Unity Dow and Max Essex tell the true story of lives ravaged by AIDS—of orphans, bereaved parents, and widows; of families who devote most Saturdays to the burial of relatives and friends. We witness the actions of community leaders, medical professionals, research scientists, and educators of all types to see how an unprecedented epidemic of death and destruction is being stopped in its tracks.

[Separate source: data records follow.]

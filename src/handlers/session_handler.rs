use crate::cookies;
use crate::error::AuthError;
use crate::models::AppState;
use crate::models::oauth::{CheckResponse, MessageResponse, StatusResponse};
use crate::models::user::User;
use axum::{
    extract::State,
    http::HeaderMap,
    response::{IntoResponse, Json},
};
use axum_extra::extract::CookieJar;

pub async fn check_handler(
    State(app_state): State<AppState>,
    headers: HeaderMap,
) -> Result<Json<CheckResponse>, AuthError> {
    app_state
        .auth
        .check_session(cookies::session_token(&headers).as_deref())?;

    Ok(Json(CheckResponse {
        authenticated: true,
    }))
}

pub async fn me_handler(
    State(app_state): State<AppState>,
    headers: HeaderMap,
) -> Result<Json<User>, AuthError> {
    let user = app_state
        .auth
        .current_user(cookies::session_token(&headers).as_deref())
        .await?;

    Ok(Json(user))
}

/// Always 200 for a reachable store; anonymous callers get `user: null`.
pub async fn status_handler(
    State(app_state): State<AppState>,
    headers: HeaderMap,
) -> Result<Json<StatusResponse>, AuthError> {
    let user = app_state
        .auth
        .session_user(cookies::session_token(&headers).as_deref())
        .await?;

    Ok(Json(StatusResponse {
        authenticated: user.is_some(),
        user,
    }))
}

pub async fn logout_handler(
    State(app_state): State<AppState>,
    jar: CookieJar,
) -> impl IntoResponse {
    let jar = jar.add(app_state.auth.logout());

    (
        jar,
        Json(MessageResponse {
            message: "Logged out successfully".to_string(),
        }),
    )
}
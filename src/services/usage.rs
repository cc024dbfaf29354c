use std::sync::Arc;

use crate::error::AuthError;
use crate::models::oauth::UsageStats;
use crate::models::user::DeviceUsage;
use crate::services::user_store::UserStore;

/// Per-device use counter capped at a configured maximum.
pub struct UsageTracker {
    users: Arc<dyn UserStore>,
    max_usage: u32,
}

impl UsageTracker {
    pub fn new(users: Arc<dyn UserStore>, max_usage: u32) -> Self {
        Self { users, max_usage }
    }

    pub async fn stats(&self, device_id: Option<&str>) -> Result<UsageStats, AuthError> {
        let device_id = require_device_id(device_id)?;
        let usage = self.users.device_usage(device_id).await?;
        Ok(self.report(usage))
    }

    /// Counts one use for the device. Once the device is at the limit the
    /// counter is left alone and `UsageExhausted` is returned.
    pub async fn record_use(
        &self,
        device_id: Option<&str>,
        session_token: Option<&str>,
    ) -> Result<UsageStats, AuthError> {
        let device_id = require_device_id(device_id)?;
        let usage = self
            .users
            .record_device_use(device_id, self.max_usage, session_token)
            .await?
            .ok_or(AuthError::UsageExhausted)?;

        tracing::debug!(
            device_id = %usage.device_id,
            usage_count = usage.usage_count,
            signed_in = session_token.is_some(),
            "Recorded device use"
        );
        Ok(self.report(usage))
    }

    fn report(&self, usage: DeviceUsage) -> UsageStats {
        UsageStats {
            remaining_usage: self.max_usage.saturating_sub(usage.usage_count),
            max_usage: self.max_usage,
            usage_count: usage.usage_count,
            last_used: usage.last_used,
            device_id: usage.device_id,
        }
    }
}

fn require_device_id(device_id: Option<&str>) -> Result<&str, AuthError> {
    device_id
        .map(str::trim)
        .filter(|id| !id.is_empty())
        .ok_or(AuthError::MissingDeviceId)
}
pub mod callback_handler;
pub mod login_handler;

pub use callback_handler::callback_handler;
pub use login_handler::login_handler;
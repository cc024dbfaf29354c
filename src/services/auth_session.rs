//! Login flow orchestration.
//!
//! A browser moves `Anonymous -> LoginInitiated -> CallbackPending ->
//! Authenticated` and back to `Anonymous` on logout. No server-side state
//! tracks that progression: the `intended_redirect` cookie marks a started
//! login, the `session` cookie marks a finished one.

use std::sync::Arc;

use axum_extra::extract::cookie::Cookie;
use oauth2::AuthorizationCode;
use url::Url;

use crate::cookies;
use crate::error::AuthError;
use crate::models::app_config::AppConfig;
use crate::models::user::User;
use crate::services::provider::GoogleProvider;
use crate::services::user_store::UserStore;

/// Redirect to the provider plus the cookie recording where to return.
#[derive(Debug)]
pub struct LoginRedirect {
    pub location: Url,
    pub intent_cookie: Cookie<'static>,
}

/// Result of a completed callback. `cookies` is ordered: the session write
/// comes first, the redirect-intent clear second.
#[derive(Debug)]
pub struct CallbackOutcome {
    pub location: String,
    pub cookies: [Cookie<'static>; 2],
    pub user: User,
}

pub struct AuthSessionManager {
    config: Arc<AppConfig>,
    provider: GoogleProvider,
    users: Arc<dyn UserStore>,
}

impl AuthSessionManager {
    pub fn new(
        config: Arc<AppConfig>,
        provider: GoogleProvider,
        users: Arc<dyn UserStore>,
    ) -> Self {
        Self {
            config,
            provider,
            users,
        }
    }

    /// Starts a login. An absent or empty `requested_callback` returns the
    /// user to the frontend root.
    pub fn initiate_login(&self, requested_callback: Option<&str>) -> LoginRedirect {
        let target = requested_callback
            .map(str::trim)
            .filter(|c| !c.is_empty())
            .map(str::to_string)
            .unwrap_or_else(|| self.config.profile.frontend_url.to_string());

        tracing::debug!(target = %target, "Starting login");

        LoginRedirect {
            location: self.provider.authorization_url(),
            intent_cookie: cookies::redirect_intent_cookie(
                &target,
                self.config.secure_cookies(),
            ),
        }
    }

    /// Completes a login. Both provider calls and the user upsert finish
    /// before any cookie is produced, so an error leaves the browser's
    /// cookies as they were.
    pub async fn handle_callback(
        &self,
        code: Option<&str>,
        intended_redirect: Option<String>,
    ) -> Result<CallbackOutcome, AuthError> {
        let code = code
            .filter(|c| !c.is_empty())
            .map(|c| AuthorizationCode::new(c.to_string()))
            .ok_or(AuthError::MissingCode)?;

        let tokens = self
            .provider
            .exchange_code(&code)
            .await
            .map_err(AuthError::TokenExchange)?;

        tracing::debug!(
            has_refresh_token = tokens.refresh_token.is_some(),
            expires_in = ?tokens.expires_in,
            "Authorization code exchanged"
        );

        let info = self
            .provider
            .fetch_user_info(&tokens.access_token)
            .await
            .map_err(AuthError::UserInfo)?;

        let user = self.users.upsert_login(&info, &tokens.access_token).await?;

        let location = intended_redirect
            .filter(|target| !target.chars().any(char::is_control))
            .unwrap_or_else(|| self.config.profile.default_redirect.to_string());

        tracing::info!(user_id = user.id, provider_id = %user.provider_id, "Login successful");

        Ok(CallbackOutcome {
            location,
            cookies: [
                cookies::session_cookie(
                    tokens.access_token.secret(),
                    self.config.secure_cookies(),
                ),
                cookies::clear_redirect_intent_cookie(),
            ],
            user,
        })
    }

    /// Presence of a non-empty session token is treated as authenticated;
    /// the token is not re-validated with the provider.
    pub fn check_session(&self, session_token: Option<&str>) -> Result<(), AuthError> {
        match session_token {
            Some(token) if !token.is_empty() => Ok(()),
            _ => Err(AuthError::Unauthenticated),
        }
    }

    /// Resolves the session token to its user record.
    pub async fn current_user(&self, session_token: Option<&str>) -> Result<User, AuthError> {
        self.session_user(session_token)
            .await?
            .ok_or(AuthError::Unauthenticated)
    }

    /// Like [`Self::current_user`], but an absent or unknown session is
    /// `None` rather than an error. Store failures still propagate.
    pub async fn session_user(
        &self,
        session_token: Option<&str>,
    ) -> Result<Option<User>, AuthError> {
        match session_token.filter(|token| !token.is_empty()) {
            Some(token) => Ok(self.users.find_by_session(token).await?),
            None => Ok(None),
        }
    }

    /// The session clear is emitted whether or not a session existed.
    pub fn logout(&self) -> Cookie<'static> {
        cookies::clear_session_cookie()
    }
}

#[cfg(test)]
mod tests {
    use super::*;
    use crate::services::user_store::MemoryUserStore;
    use crate::test_support::{FailingStore, FakeProvider, test_config};
    use time::Duration;

    fn manager_with(base_url: &str, users: Arc<dyn UserStore>) -> AuthSessionManager {
        let config = Arc::new(test_config(base_url));
        let provider = GoogleProvider::new(&config);
        AuthSessionManager::new(config, provider, users)
    }

    fn manager(base_url: &str) -> AuthSessionManager {
        manager_with(base_url, Arc::new(MemoryUserStore::new()))
    }

    #[test]
    fn test_initiate_login_stores_requested_callback() {
        let auth = manager("http://127.0.0.1:9");
        let login = auth.initiate_login(Some("https://app.example/analysis"));

        assert_eq!(login.intent_cookie.name(), cookies::REDIRECT_INTENT_COOKIE);
        assert_eq!(login.intent_cookie.value(), "https://app.example/analysis");
        assert_eq!(login.location.host_str(), Some("accounts.google.com"));
    }

    #[test]
    fn test_initiate_login_defaults_to_frontend() {
        let auth = manager("http://127.0.0.1:9");
        for requested in [None, Some("")] {
            let login = auth.initiate_login(requested);
            assert_eq!(login.intent_cookie.value(), "http://localhost:3000/");
        }
    }

    #[tokio::test]
    async fn test_callback_sets_session_then_clears_intent() {
        let fake = FakeProvider::start().await;
        let auth = manager(&fake.base_url());

        let outcome = auth
            .handle_callback(Some("abc"), Some("https://app.example/analysis".into()))
            .await
            .unwrap();

        assert_eq!(outcome.location, "https://app.example/analysis");
        let [session, intent] = &outcome.cookies;
        assert_eq!(session.name(), cookies::SESSION_COOKIE);
        assert_eq!(session.value(), "access-abc");
        assert_eq!(intent.name(), cookies::REDIRECT_INTENT_COOKIE);
        assert_eq!(intent.max_age(), Some(Duration::ZERO));
        assert_eq!(outcome.user.provider_id, "google-42");
    }

    #[tokio::test]
    async fn test_callback_without_intent_uses_default_redirect() {
        let fake = FakeProvider::start().await;
        let auth = manager(&fake.base_url());

        let outcome = auth.handle_callback(Some("abc"), None).await.unwrap();
        assert_eq!(outcome.location, "http://localhost:3000/analysis");
    }

    #[tokio::test]
    async fn test_unusable_intent_falls_back_to_default() {
        let fake = FakeProvider::start().await;
        let auth = manager(&fake.base_url());

        let outcome = auth
            .handle_callback(
                Some("abc"),
                Some("https://x.example/\r\nSet-Cookie: a=b".into()),
            )
            .await
            .unwrap();
        assert_eq!(outcome.location, "http://localhost:3000/analysis");
    }

    #[tokio::test]
    async fn test_callback_error_taxonomy() {
        let fake = FakeProvider::start().await;
        let auth = manager(&fake.base_url());

        assert!(matches!(
            auth.handle_callback(None, None).await,
            Err(AuthError::MissingCode)
        ));
        assert!(matches!(
            auth.handle_callback(Some(""), None).await,
            Err(AuthError::MissingCode)
        ));
        assert!(matches!(
            auth.handle_callback(Some("bad"), None).await,
            Err(AuthError::TokenExchange(_))
        ));
        assert!(matches!(
            auth.handle_callback(Some(FakeProvider::USERINFO_FAILS), None).await,
            Err(AuthError::UserInfo(_))
        ));
        // empty and absent codes never reach the token endpoint
        assert_eq!(fake.token_requests(), 2);
    }

    #[tokio::test]
    async fn test_missing_code_makes_no_provider_call() {
        let fake = FakeProvider::start().await;
        let auth = manager(&fake.base_url());

        let _ = auth.handle_callback(None, None).await;
        assert_eq!(fake.token_requests(), 0);
    }

    #[tokio::test]
    async fn test_store_failure_is_reported() {
        let fake = FakeProvider::start().await;
        let auth = manager_with(&fake.base_url(), Arc::new(FailingStore));

        assert!(matches!(
            auth.handle_callback(Some("abc"), None).await,
            Err(AuthError::UserStore(_))
        ));
    }

    #[test]
    fn test_check_session_is_presence_only() {
        let auth = manager("http://127.0.0.1:9");
        assert!(auth.check_session(Some("anything")).is_ok());
        assert!(matches!(auth.check_session(Some("")), Err(AuthError::Unauthenticated)));
        assert!(matches!(auth.check_session(None), Err(AuthError::Unauthenticated)));
    }

    #[tokio::test]
    async fn test_current_user_requires_known_token() {
        let fake = FakeProvider::start().await;
        let auth = manager(&fake.base_url());

        assert!(matches!(
            auth.current_user(Some("unknown")).await,
            Err(AuthError::Unauthenticated)
        ));

        let outcome = auth.handle_callback(Some("abc"), None).await.unwrap();
        let user = auth.current_user(Some("access-abc")).await.unwrap();
        assert_eq!(user, outcome.user);
    }

    #[tokio::test]
    async fn test_session_user_is_optional() {
        let fake = FakeProvider::start().await;
        let auth = manager(&fake.base_url());

        assert_eq!(auth.session_user(None).await.unwrap(), None);
        assert_eq!(auth.session_user(Some("")).await.unwrap(), None);
        assert_eq!(auth.session_user(Some("unknown")).await.unwrap(), None);

        auth.handle_callback(Some("abc"), None).await.unwrap();
        let user = auth.session_user(Some("access-abc")).await.unwrap().unwrap();
        assert_eq!(user.provider_id, "google-42");

        let failing = manager_with(&fake.base_url(), Arc::new(FailingStore));
        assert!(matches!(
            failing.session_user(Some("access-abc")).await,
            Err(AuthError::UserStore(_))
        ));
    }

    #[test]
    fn test_logout_clears_session() {
        let auth = manager("http://127.0.0.1:9");
        let cookie = auth.logout();
        assert_eq!(cookie.name(), cookies::SESSION_COOKIE);
        assert_eq!(cookie.max_age(), Some(Duration::ZERO));
    }
}
use axum::response::Json;
use serde::Serialize;

#[derive(Debug, Serialize)]
pub struct HealthResponse {
    pub status: &'static str,
}

pub async fn health_handler() -> Json<HealthResponse> {
    Json(HealthResponse { status: "ok" })
}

This book describes how a country responded in a time of crisis. In the true-life stories of loss and quiet heroism, activism and scientific initiatives, we learn of new techniques that dramatically reduce rates of transmission from mother to child, new therapies that can save lives of many infected with AIDS, and intricate knowledge about the spread of HIV, as well as issues of confidentiality, distributive justice, and human rights. The experiences of Botswana offer practical lessons along with the critical element of hope.
Book News Annotation:
Dow, a judge of the Interim Constitutional Court of Kenya and a novelist joins with Essex, an AIDS researcher and professor of health sciences at Harvard, in collaboration with hundreds of Botswana citizens to tell the story of the effect of AIDS in that country. Each chapter is a personal story of one victim and his or her family into which is woven an aspect of the history of the disease and the fight against it. The stories are often poignant, demonstrating how families have been destroyed and villages come together in the face of overwhelming illness and loss. Interwoven with the stories of individuals is an explanation of local customs and traditions that give emotional support to the sufferers. The problem of negative Western influence is also mentioned, from the arrogant supposition that Africans were too ignorant to take pills on schedule to the realization that the practice of male circumcision, abandoned due to pressure from Christian missionaries, helps to reduce the spread of the disease. The storytelling is lyrical and the data is presented in a clear, understandable prose that makes the individual experiences part of a human tragedy that affects us all. Annotation ©2010 Book News, Inc., Portland, OR (booknews.com)
About the Author
Unity Dow is a practicing lawyer in Botswana and the author of four novels. She was formerly a judge with both the Botswana High Court and The Interim Constitutional Court of Kenya.
Max Essex is Lasker Professor of Health Sciences at Harvard University and has been involved in AIDS research from the earliest days of the U.S. epidemic in 1982.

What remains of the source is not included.